-- Task instructions --
Please report the number of lines in the entries below that contain "true", with nothing added.

┌────────

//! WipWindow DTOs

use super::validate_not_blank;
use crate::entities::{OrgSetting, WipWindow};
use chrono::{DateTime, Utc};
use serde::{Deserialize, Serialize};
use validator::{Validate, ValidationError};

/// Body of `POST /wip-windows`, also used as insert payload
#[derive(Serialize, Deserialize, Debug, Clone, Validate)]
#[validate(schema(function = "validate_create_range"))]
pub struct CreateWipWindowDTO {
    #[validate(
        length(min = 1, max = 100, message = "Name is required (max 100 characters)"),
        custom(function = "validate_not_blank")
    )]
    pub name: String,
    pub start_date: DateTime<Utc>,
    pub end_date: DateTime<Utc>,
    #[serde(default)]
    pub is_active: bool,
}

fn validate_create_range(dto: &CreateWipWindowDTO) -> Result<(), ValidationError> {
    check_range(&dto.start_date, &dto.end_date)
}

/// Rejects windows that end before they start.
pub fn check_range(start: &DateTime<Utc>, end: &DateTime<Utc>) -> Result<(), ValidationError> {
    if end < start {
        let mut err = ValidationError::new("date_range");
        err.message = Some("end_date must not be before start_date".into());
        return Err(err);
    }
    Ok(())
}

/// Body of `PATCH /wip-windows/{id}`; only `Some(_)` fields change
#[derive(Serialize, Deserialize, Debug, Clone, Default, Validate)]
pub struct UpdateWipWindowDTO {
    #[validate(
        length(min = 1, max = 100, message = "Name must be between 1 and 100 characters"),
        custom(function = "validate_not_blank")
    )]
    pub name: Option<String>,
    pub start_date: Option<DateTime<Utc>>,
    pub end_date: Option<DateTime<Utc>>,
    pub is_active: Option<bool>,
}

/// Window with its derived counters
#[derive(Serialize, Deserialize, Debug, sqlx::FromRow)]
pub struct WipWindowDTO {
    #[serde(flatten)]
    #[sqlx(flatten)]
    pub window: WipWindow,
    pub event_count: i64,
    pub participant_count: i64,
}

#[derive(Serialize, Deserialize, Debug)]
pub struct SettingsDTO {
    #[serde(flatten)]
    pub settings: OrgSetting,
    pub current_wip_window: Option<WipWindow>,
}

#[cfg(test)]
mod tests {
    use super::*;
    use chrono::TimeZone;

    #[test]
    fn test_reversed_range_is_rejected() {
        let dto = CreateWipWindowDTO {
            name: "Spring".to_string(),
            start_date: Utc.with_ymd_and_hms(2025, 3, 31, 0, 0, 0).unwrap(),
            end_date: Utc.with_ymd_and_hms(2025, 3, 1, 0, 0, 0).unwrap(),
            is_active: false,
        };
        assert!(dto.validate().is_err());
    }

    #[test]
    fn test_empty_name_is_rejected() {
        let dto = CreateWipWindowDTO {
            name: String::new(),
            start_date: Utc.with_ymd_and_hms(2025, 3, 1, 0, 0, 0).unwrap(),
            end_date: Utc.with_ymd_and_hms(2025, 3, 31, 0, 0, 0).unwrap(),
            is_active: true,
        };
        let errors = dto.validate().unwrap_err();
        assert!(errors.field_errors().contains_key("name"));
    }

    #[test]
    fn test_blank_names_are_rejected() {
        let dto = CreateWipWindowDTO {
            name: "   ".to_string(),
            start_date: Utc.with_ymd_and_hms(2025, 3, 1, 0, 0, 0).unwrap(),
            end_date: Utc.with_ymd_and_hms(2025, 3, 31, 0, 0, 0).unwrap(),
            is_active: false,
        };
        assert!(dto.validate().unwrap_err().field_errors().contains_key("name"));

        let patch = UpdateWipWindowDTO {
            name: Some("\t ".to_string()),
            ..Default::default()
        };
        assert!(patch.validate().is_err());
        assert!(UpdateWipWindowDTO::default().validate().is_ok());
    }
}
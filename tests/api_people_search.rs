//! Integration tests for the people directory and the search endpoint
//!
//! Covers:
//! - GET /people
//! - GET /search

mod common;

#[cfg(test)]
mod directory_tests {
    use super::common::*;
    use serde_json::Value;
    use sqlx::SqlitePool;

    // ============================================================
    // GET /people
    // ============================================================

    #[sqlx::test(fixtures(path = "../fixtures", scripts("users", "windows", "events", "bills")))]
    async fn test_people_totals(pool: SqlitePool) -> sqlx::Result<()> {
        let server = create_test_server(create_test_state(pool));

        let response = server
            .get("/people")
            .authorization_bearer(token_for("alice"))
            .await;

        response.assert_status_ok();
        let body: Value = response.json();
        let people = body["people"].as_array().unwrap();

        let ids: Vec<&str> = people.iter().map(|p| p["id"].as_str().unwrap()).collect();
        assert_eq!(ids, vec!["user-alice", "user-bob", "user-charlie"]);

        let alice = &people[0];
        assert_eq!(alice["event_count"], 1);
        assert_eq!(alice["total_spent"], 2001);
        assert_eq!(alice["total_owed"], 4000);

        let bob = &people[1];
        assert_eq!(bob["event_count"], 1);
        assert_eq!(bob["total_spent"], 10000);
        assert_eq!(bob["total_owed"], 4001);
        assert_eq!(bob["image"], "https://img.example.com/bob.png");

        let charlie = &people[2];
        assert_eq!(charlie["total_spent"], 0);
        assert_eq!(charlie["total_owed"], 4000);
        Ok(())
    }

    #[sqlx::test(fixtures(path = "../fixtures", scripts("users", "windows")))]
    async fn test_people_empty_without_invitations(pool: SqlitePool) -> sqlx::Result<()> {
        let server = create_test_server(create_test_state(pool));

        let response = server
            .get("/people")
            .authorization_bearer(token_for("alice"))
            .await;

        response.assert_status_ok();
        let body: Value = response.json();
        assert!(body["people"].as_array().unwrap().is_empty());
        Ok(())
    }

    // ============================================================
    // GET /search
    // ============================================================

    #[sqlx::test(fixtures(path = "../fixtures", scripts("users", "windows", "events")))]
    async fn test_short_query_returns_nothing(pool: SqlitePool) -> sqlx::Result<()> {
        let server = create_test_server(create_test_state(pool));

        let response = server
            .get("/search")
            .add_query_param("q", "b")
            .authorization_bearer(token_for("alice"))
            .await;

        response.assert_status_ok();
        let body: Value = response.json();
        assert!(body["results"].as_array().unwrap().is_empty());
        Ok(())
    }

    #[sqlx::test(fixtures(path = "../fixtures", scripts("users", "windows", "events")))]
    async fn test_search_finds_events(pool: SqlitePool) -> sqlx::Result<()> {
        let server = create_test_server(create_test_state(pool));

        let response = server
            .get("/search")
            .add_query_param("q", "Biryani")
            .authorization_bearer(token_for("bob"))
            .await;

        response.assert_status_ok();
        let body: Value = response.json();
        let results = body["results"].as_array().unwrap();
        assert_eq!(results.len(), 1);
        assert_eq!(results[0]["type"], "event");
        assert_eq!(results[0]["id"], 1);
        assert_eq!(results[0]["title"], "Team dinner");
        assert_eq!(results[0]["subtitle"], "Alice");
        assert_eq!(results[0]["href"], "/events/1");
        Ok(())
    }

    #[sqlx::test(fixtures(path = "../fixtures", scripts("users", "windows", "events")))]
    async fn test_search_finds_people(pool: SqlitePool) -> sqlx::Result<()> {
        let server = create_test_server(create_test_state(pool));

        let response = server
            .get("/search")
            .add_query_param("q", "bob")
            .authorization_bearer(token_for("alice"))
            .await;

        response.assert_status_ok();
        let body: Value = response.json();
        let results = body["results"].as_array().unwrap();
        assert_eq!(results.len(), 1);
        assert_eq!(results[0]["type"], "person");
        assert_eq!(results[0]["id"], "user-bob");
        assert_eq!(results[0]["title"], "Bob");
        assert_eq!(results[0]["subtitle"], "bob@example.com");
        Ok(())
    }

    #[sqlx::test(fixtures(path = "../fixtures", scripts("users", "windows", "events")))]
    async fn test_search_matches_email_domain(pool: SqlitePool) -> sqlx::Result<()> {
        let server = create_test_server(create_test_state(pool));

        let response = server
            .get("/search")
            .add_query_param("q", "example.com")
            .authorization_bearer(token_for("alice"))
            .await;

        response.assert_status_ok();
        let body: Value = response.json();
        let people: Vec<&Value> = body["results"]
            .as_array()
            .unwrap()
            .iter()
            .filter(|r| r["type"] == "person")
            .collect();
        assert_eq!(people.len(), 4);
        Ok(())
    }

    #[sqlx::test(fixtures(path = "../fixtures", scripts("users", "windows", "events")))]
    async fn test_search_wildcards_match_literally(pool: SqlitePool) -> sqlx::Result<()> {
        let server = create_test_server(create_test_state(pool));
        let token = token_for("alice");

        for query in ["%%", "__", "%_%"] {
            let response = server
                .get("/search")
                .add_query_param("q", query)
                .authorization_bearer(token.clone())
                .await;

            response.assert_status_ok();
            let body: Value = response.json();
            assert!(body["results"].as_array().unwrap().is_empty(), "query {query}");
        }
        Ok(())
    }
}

└────────
┌────────

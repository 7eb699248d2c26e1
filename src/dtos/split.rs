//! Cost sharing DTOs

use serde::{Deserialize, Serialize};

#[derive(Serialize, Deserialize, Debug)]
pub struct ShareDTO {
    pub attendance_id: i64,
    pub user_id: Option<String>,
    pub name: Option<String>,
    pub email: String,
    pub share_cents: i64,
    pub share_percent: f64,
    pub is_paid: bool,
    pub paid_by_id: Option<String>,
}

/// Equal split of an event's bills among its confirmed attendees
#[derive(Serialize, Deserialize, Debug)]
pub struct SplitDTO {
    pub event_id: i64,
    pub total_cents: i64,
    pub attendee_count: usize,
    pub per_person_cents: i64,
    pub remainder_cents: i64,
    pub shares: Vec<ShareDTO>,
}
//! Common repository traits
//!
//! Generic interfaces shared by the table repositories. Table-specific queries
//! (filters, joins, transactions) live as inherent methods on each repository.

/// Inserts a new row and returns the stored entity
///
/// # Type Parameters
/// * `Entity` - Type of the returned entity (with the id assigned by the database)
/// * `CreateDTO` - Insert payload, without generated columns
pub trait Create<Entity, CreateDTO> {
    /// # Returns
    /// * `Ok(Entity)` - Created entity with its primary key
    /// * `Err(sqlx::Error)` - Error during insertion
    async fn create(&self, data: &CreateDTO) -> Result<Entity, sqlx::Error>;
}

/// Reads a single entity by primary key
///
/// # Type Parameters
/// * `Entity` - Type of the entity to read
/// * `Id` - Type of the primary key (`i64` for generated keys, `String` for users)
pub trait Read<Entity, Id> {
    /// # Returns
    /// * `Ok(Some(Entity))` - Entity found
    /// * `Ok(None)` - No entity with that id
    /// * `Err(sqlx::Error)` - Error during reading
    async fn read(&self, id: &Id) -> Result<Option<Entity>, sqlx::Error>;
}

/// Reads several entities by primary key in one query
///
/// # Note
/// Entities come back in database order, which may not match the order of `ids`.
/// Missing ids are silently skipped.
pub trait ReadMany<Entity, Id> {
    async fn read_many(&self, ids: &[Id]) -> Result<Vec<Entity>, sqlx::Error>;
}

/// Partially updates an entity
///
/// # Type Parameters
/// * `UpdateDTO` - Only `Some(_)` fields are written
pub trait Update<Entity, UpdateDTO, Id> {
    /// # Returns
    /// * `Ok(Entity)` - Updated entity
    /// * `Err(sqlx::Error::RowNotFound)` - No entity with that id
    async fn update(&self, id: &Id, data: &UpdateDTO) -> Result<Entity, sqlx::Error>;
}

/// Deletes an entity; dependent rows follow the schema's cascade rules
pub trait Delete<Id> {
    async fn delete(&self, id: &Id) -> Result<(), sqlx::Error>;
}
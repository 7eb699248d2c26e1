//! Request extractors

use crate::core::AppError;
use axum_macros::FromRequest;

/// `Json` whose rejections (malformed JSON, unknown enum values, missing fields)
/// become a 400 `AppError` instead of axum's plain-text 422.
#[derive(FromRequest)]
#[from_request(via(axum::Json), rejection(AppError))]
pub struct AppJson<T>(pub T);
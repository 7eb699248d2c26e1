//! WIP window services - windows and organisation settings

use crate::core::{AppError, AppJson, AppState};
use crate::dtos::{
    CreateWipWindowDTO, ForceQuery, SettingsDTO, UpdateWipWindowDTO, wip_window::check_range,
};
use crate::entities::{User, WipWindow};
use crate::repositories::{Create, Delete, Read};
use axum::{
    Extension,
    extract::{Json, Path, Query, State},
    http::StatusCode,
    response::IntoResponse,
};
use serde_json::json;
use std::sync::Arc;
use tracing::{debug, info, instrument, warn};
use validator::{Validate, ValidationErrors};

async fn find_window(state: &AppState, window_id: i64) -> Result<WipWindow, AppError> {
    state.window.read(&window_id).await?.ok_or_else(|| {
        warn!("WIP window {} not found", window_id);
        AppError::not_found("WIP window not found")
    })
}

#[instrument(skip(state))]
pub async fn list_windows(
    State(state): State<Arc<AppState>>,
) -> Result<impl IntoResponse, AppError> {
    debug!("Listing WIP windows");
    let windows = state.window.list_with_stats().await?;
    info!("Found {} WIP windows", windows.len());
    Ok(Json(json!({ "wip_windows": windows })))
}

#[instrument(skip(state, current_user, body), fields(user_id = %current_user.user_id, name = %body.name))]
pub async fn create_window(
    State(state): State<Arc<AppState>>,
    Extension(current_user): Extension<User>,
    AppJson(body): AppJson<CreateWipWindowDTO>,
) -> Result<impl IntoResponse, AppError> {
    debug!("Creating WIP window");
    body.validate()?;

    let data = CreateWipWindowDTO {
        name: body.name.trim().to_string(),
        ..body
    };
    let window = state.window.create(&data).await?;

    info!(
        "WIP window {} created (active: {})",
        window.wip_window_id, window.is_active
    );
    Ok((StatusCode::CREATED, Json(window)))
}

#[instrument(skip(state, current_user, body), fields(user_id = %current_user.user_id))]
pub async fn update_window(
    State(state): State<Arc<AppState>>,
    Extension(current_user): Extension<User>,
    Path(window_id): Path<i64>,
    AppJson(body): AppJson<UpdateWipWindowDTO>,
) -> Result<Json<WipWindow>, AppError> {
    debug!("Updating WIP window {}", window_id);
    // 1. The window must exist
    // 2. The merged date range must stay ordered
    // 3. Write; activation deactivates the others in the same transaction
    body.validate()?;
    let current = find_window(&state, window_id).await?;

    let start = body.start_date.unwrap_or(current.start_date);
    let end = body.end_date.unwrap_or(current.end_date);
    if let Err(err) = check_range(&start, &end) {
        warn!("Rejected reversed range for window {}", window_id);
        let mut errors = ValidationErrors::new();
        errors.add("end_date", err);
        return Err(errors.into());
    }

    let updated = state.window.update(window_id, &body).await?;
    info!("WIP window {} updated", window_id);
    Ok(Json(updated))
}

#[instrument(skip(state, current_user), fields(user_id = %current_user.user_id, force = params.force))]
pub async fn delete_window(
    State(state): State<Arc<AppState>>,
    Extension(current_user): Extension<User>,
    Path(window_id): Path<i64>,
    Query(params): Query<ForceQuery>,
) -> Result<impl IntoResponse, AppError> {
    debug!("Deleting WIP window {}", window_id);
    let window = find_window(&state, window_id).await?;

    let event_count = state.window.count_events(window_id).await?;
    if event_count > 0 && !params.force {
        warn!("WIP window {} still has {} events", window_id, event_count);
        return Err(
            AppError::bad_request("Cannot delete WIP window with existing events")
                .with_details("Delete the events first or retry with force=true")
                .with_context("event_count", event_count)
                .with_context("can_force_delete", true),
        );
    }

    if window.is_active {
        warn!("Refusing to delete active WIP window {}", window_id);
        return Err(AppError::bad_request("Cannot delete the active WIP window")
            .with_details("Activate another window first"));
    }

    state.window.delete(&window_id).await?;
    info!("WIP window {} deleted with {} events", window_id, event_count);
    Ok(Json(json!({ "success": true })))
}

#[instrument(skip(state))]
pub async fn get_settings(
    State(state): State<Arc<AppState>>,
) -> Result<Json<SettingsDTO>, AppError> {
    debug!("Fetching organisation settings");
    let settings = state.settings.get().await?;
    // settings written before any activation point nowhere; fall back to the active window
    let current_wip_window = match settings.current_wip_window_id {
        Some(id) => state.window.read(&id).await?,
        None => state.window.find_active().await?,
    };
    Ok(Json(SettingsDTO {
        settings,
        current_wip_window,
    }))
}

└────────

-- Written solution --
4